학술논문
Effectiveness of Switching to Darunavir/Cobicistat in Virologically Suppressed HIV-Positive Patients Receiving Ritonavir-Boosted Protease Inhibitor–Based Regimen: The “STORE” Study
Document Type
Academic Journal
Author
Gori, Andrea; Antinori, Andrea; Vergori, Alessandra; Cossu, Maria Vittoria; Menzaghi, Barbara; Sterrantino, Gaetana; Rusconi, Stefano; Cattelan, Anna Maria; Castelli, Francesco; Gianotti, Nicola; Orofino, Giancarlo; Ripamonti, Diego; Savinelli, Stefano; Manzillo, Elio; Santantonio, Teresa Antonia; Celesia, Benedetto Maurizio; Cauda, Roberto; Maserati, Renato; dʼArminio Monforte, Antonella; Stingone, Christof; Bonora, Stefano; Uglietti, Alessia; Termini, Roberta; Rucci, Francesco; Mancusi, Daniela
Source
JAIDS Journal of Acquired Immune Deficiency Syndromes. Jul 01, 2020 84(3):290-294
Subject
Language
English
ISSN
1525-4135
Abstract
OBJECTIVE:: This study investigates the effectiveness and tolerability of switching to a darunavir/cobicistat (DRV/c)-based antiretroviral regimen from a ritonavir-boosted protease inhibitor (PI/r)-based regimen in virologically suppressed HIV-positive patients.
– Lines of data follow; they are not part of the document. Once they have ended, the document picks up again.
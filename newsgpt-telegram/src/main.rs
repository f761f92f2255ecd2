use std::{collections::HashMap, future::Future, sync::Arc};

use anyhow::{Context, Result};
use frankenstein::{
  AnswerCallbackQueryParams, AsyncApi, AsyncTelegramApi, CallbackQuery, EditMessageTextParams,
  GetUpdatesParams, InlineKeyboardButton, InlineKeyboardMarkup, KeyboardButton, Message,
  ParseMode, ReplyKeyboardMarkup, ReplyMarkup, SendMessageParams, UpdateContent,
};
use newsgpt_backend::{ChatCompletionClient, Config, NewsApiFeed};
use newsgpt_lesson::{
  orchestrator::RESTART_BUTTON, DeliveryItem, LessonDelivery, Level, RenderMode, ReplyTarget,
  Tutor,
};

use tokio::sync::mpsc::{self, error::SendError, UnboundedSender};

mod markdown;

const RESTART_CALLBACK: &str = "new_article";
const FETCHING_NEW_ARTICLE: &str = "Fetching a new article...";

/// Feeds each user's updates to one worker task, so a user's events are
/// handled and answered in arrival order while users proceed in parallel.
struct UserQueues<T, H> {
  handler: H,
  queues: HashMap<u64, UnboundedSender<T>>,
}

impl<T, H, Fut> UserQueues<T, H>
where
  T: Send + 'static,
  H: Fn(T) -> Fut + Clone + Send + 'static,
  Fut: Future<Output = ()> + Send + 'static,
{
  fn new(handler: H) -> Self {
    UserQueues {
      handler,
      queues: HashMap::new(),
    }
  }

  fn push(&mut self, user_id: u64, item: T) {
    let handler = &self.handler;
    let queue = self
      .queues
      .entry(user_id)
      .or_insert_with(|| spawn_worker(handler.clone()));

    if let Err(SendError(item)) = queue.send(item) {
      log::warn!("Worker for user {user_id} stopped, starting a new one");
      let fresh = spawn_worker(handler.clone());
      if fresh.send(item).is_err() {
        log::warn!("Dropping update for user {user_id}");
      }
      *queue = fresh;
    }
  }
}

fn spawn_worker<T, H, Fut>(handler: H) -> UnboundedSender<T>
where
  T: Send + 'static,
  H: Fn(T) -> Fut + Send + 'static,
  Fut: Future<Output = ()> + Send + 'static,
{
  let (queue, mut items) = mpsc::unbounded_channel();
  tokio::spawn(async move {
    while let Some(item) = items.recv().await {
      handler(item).await;
    }
  });
  queue
}

struct Bot {
  tutor: Tutor<ChatCompletionClient, NewsApiFeed>,
  api: AsyncApi,
}

impl Bot {
  fn new(api_token: &str, config: &Config) -> Result<Bot> {
    Ok(Bot {
      tutor: config
        .build_tutor()
        .with_context(|| "Unable to build lesson pipeline")?,
      api: AsyncApi::new(api_token),
    })
  }

  pub async fn run_bot_loop(bot_ref: Arc<Bot>) {
    let update_params_builder = GetUpdatesParams::builder();
    let mut update_params = update_params_builder.clone().build();

    let handler_bot = bot_ref.clone();
    let mut workers = UserQueues::new(move |content: UpdateContent| {
      let bot = handler_bot.clone();
      async move { bot.process_update(content).await }
    });

    loop {
      let result = bot_ref.api.get_updates(&update_params).await;

      match result {
        Ok(response) => {
          log::debug!("Response is {:?}", response);

          for update in response.result.iter() {
            let content = update.content.clone();
            match sender(&content) {
              Some(user_id) => workers.push(user_id, content),
              None => log::debug!("Event without sender {:?}", content),
            }
          }

          let last_update = response.result.iter().last();

          update_params = match last_update {
            Some(update) => update_params_builder
              .clone()
              .offset(update.update_id + 1)
              .build(),
            None => update_params,
          }
        }

        Err(error) => {
          log::warn!("Failed to get updates: {error:?}");
        }
      }
    }
  }

  async fn process_update(&self, content: UpdateContent) {
    match content {
      UpdateContent::Message(message) if message.text.is_some() => {
        self.process_message(message).await
      }
      UpdateContent::CallbackQuery(query) => self.process_callback(query).await,
      other => log::debug!("Non message event {:?}", other),
    }
  }

  async fn process_message(&self, message: Message) {
    let Some(user_id) = message.from.as_ref().map(|user| user.id) else {
      log::debug!("Message without sender {:?}", message);
      return;
    };
    let chat_id = message.chat.id;
    let target = Some(ReplyTarget(chat_id));
    let text = message.text.clone().unwrap_or_default();

    log::debug!("Processing {:?} from {user_id}", text);

    let delivery = match command(&text) {
      Some("start") => self.tutor.on_start(user_id, target).await,
      Some("cancel") => self.tutor.on_cancel(user_id, target).await,
      Some(other) => {
        log::debug!("Ignoring unknown command /{other}");
        return;
      }
      None => {
        let selection = self.tutor.on_level_selected(user_id, &text, target).await;
        self.deliver(chat_id, selection.reply).await;
        match selection.lesson {
          Some(lesson) => lesson.run().await,
          None => return,
        }
      }
    };

    self.deliver(chat_id, delivery).await;
  }

  async fn process_callback(&self, query: CallbackQuery) {
    if query.data.as_deref() != Some(RESTART_CALLBACK) {
      log::debug!("Ignoring callback {:?}", query.data);
      return;
    }

    let answer = AnswerCallbackQueryParams::builder()
      .callback_query_id(query.id.clone())
      .build();
    if let Err(err) = self.api.answer_callback_query(&answer).await {
      log::warn!("Failed to answer callback: {err:?}");
    }

    let target = match &query.message {
      Some(message) => {
        let edit = EditMessageTextParams::builder()
          .chat_id(message.chat.id)
          .message_id(message.message_id)
          .text(FETCHING_NEW_ARTICLE)
          .build();
        if let Err(err) = self.api.edit_message_text(&edit).await {
          log::warn!("Failed to edit message: {err:?}");
        }
        Some(ReplyTarget(message.chat.id))
      }
      None => None,
    };

    let delivery = self.tutor.on_restart(query.from.id, target).await;

    // Without a message to answer, the sender's private chat gets the notice.
    let fallback_chat = match i64::try_from(query.from.id) {
      Ok(chat_id) => chat_id,
      Err(err) => {
        log::warn!("Cannot address user {}: {err}", query.from.id);
        return;
      }
    };
    self.deliver(fallback_chat, delivery).await;
  }

  async fn deliver(&self, fallback_chat: i64, delivery: LessonDelivery) {
    let chat_id = delivery
      .target
      .map(|ReplyTarget(chat_id)| chat_id)
      .unwrap_or(fallback_chat);

    for item in &delivery.items {
      let message = render(chat_id, item);
      log::debug!("Sending message: {:?}", message);
      if let Err(err) = self.api.send_message(&message).await {
        log::warn!("Failed to send message: {err:?}");
      }
    }
  }
}

fn sender(content: &UpdateContent) -> Option<u64> {
  match content {
    UpdateContent::Message(message) => message.from.as_ref().map(|user| user.id),
    UpdateContent::CallbackQuery(query) => Some(query.from.id),
    _ => None,
  }
}

/// Name of a bot command such as `/start` or `/start@some_bot`.
fn command(text: &str) -> Option<&str> {
  let word = text.split_whitespace().next()?;
  let name = word.strip_prefix('/')?;
  Some(name.split_once('@').map_or(name, |(name, _)| name))
}

fn render(chat_id: i64, item: &DeliveryItem) -> SendMessageParams {
  match item.mode {
    RenderMode::Plain => SendMessageParams::builder()
      .chat_id(chat_id)
      .text(item.content.clone())
      .build(),
    RenderMode::Concealed => SendMessageParams::builder()
      .chat_id(chat_id)
      .text(markdown::spoiler(&item.content))
      .parse_mode(ParseMode::MarkdownV2)
      .build(),
    RenderMode::LevelChoice => {
      let buttons = Level::ALL
        .iter()
        .map(|level| KeyboardButton::builder().text(level.as_str()).build())
        .collect::<Vec<_>>();
      let keyboard = ReplyKeyboardMarkup::builder()
        .keyboard(vec![buttons])
        .one_time_keyboard(true)
        .resize_keyboard(true)
        .build();
      SendMessageParams::builder()
        .chat_id(chat_id)
        .text(item.content.clone())
        .reply_markup(ReplyMarkup::ReplyKeyboardMarkup(keyboard))
        .build()
    }
    RenderMode::RestartAction => {
      let button = InlineKeyboardButton::builder()
        .text(RESTART_BUTTON)
        .callback_data(RESTART_CALLBACK)
        .build();
      let keyboard = InlineKeyboardMarkup::builder()
        .inline_keyboard(vec![vec![button]])
        .build();
      SendMessageParams::builder()
        .chat_id(chat_id)
        .text(item.content.clone())
        .reply_markup(ReplyMarkup::InlineKeyboardMarkup(keyboard))
        .build()
    }
  }
}

#[tokio::main]
async fn main() -> Result<()> {
  env_logger::init();

  let api_token = std::env::var("BOT_TOKEN")
    .with_context(|| "BOT_TOKEN not set to telegram API token, please configure")?;

  let config = Config::from_env().with_context(|| "Unable to read configuration")?;
  log::info!(
    "Starting bot, completions at {}, explanations in {}",
    config.llm_api_url,
    config.native_language
  );

  let bot = Bot::new(&api_token, &config).with_context(|| "Unable to initialize Bot")?;

  Bot::run_bot_loop(Arc::new(bot)).await;

  Ok(())
}

#[cfg(test)]
mod tests {
  use newsgpt_lesson::orchestrator::RESTART_PROMPT;

  use super::*;

  #[tokio::test]
  async fn updates_of_one_user_run_in_order() {
    let (done, mut finished) = mpsc::unbounded_channel();
    let mut workers = UserQueues::new(move |(name, delay_ms): (&'static str, u64)| {
      let done = done.clone();
      async move {
        tokio::time::sleep(std::time::Duration::from_millis(delay_ms)).await;
        done.send(name).unwrap();
      }
    });

    workers.push(1, ("start", 50));
    workers.push(1, ("beginner", 0));
    workers.push(2, ("other user", 0));

    let mut order = vec![];
    for _ in 0..3 {
      order.push(finished.recv().await.unwrap());
    }
    assert_eq!(order, vec!["other user", "start", "beginner"]);
  }

  #[test]
  fn commands_are_recognised() {
    assert_eq!(command("/start"), Some("start"));
    assert_eq!(command("/cancel@news_coach_bot"), Some("cancel"));
    assert_eq!(command("  /start now"), Some("start"));
    assert_eq!(command("beginner"), None);
    assert_eq!(command(""), None);
  }

  #[test]
  fn plain_items_are_sent_verbatim() {
    let message = render(5, &DeliveryItem::plain("Adapted news text:\n\n(Hi!)"));
    assert_eq!(message.text, "Adapted news text:\n\n(Hi!)");
    assert!(message.parse_mode.is_none());
    assert!(message.reply_markup.is_none());
  }

  #[test]
  fn concealed_items_become_escaped_spoilers() {
    let message = render(5, &DeliveryItem::concealed("1) went."));
    assert_eq!(message.text, "||1\\) went\\.||");
    assert!(matches!(message.parse_mode, Some(ParseMode::MarkdownV2)));
  }

  #[test]
  fn level_choice_offers_a_keyboard() {
    let message = render(5, &DeliveryItem::level_choice("Choose"));
    match message.reply_markup {
      Some(ReplyMarkup::ReplyKeyboardMarkup(keyboard)) => {
        let labels = keyboard.keyboard[0]
          .iter()
          .map(|button| button.text.clone())
          .collect::<Vec<_>>();
        assert_eq!(labels, vec!["beginner", "intermediate", "advanced"]);
      }
      other => panic!("unexpected markup {other:?}"),
    }
  }

  #[test]
  fn restart_action_carries_callback_button() {
    let message = render(5, &DeliveryItem::restart_action(RESTART_PROMPT));
    assert_eq!(message.text, RESTART_PROMPT);
    match message.reply_markup {
      Some(ReplyMarkup::InlineKeyboardMarkup(keyboard)) => {
        let button = &keyboard.inline_keyboard[0][0];
        assert_eq!(button.text, RESTART_BUTTON);
        assert_eq!(button.callback_data.as_deref(), Some(RESTART_CALLBACK));
      }
      other => panic!("unexpected markup {other:?}"),
    }
  }
}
DRV trough values were also investigated. SETTING:: Prospective, multicenter, single-country, noninterventional cohort study. METHODS:: This study included patients on a PI/r-based ART for at least 12 months having plasma HIV-1 RNA <50 copies/mL since at least 6 months. The primary endpoint, defined as HIV-1 RNA <50 copies/mL, was measured at 48 ± 6 weeks from baseline. A secondary analysis was performed using the time to loss of virological response algorithm. Biochemical parameters, including DRV trough samples, were collected as per clinical practice and measured using high-performance liquid chromatography. RESULTS:: Of 336 patients enrolled, 282 completed the study: 70.8% had plasma HIV-1 RNA <50 copies/mL at 48 weeks; using the time to loss of virological response algorithm, 82.7% maintained virological suppression. Virological failure was observed in 6 patients (1.8%). Adverse event–related discontinuations were 4.5%. After 48 weeks, we found a significant improvement in both triglycerides (median, 130 to 113.5 mg/dL, P = 0.0254) and high-density lipoprotein cholesterol (48 to 49 mg/dL, P < 0.0001) but no change in other biomarkers. DRV trough concentrations in 56 subjects showed a median value of 2862.5 (1469.5–4439) ng/mL, higher in women than in men (4221 vs. 2634 ng/mL, P = 0.046). CONCLUSIONS:: In stable HIV-1 positive virologically suppressed patients, the switch to DRV/c-based ART was beneficial in terms of low rates of virological failure and adverse events due to its high tolerability and improvement in triglycerides.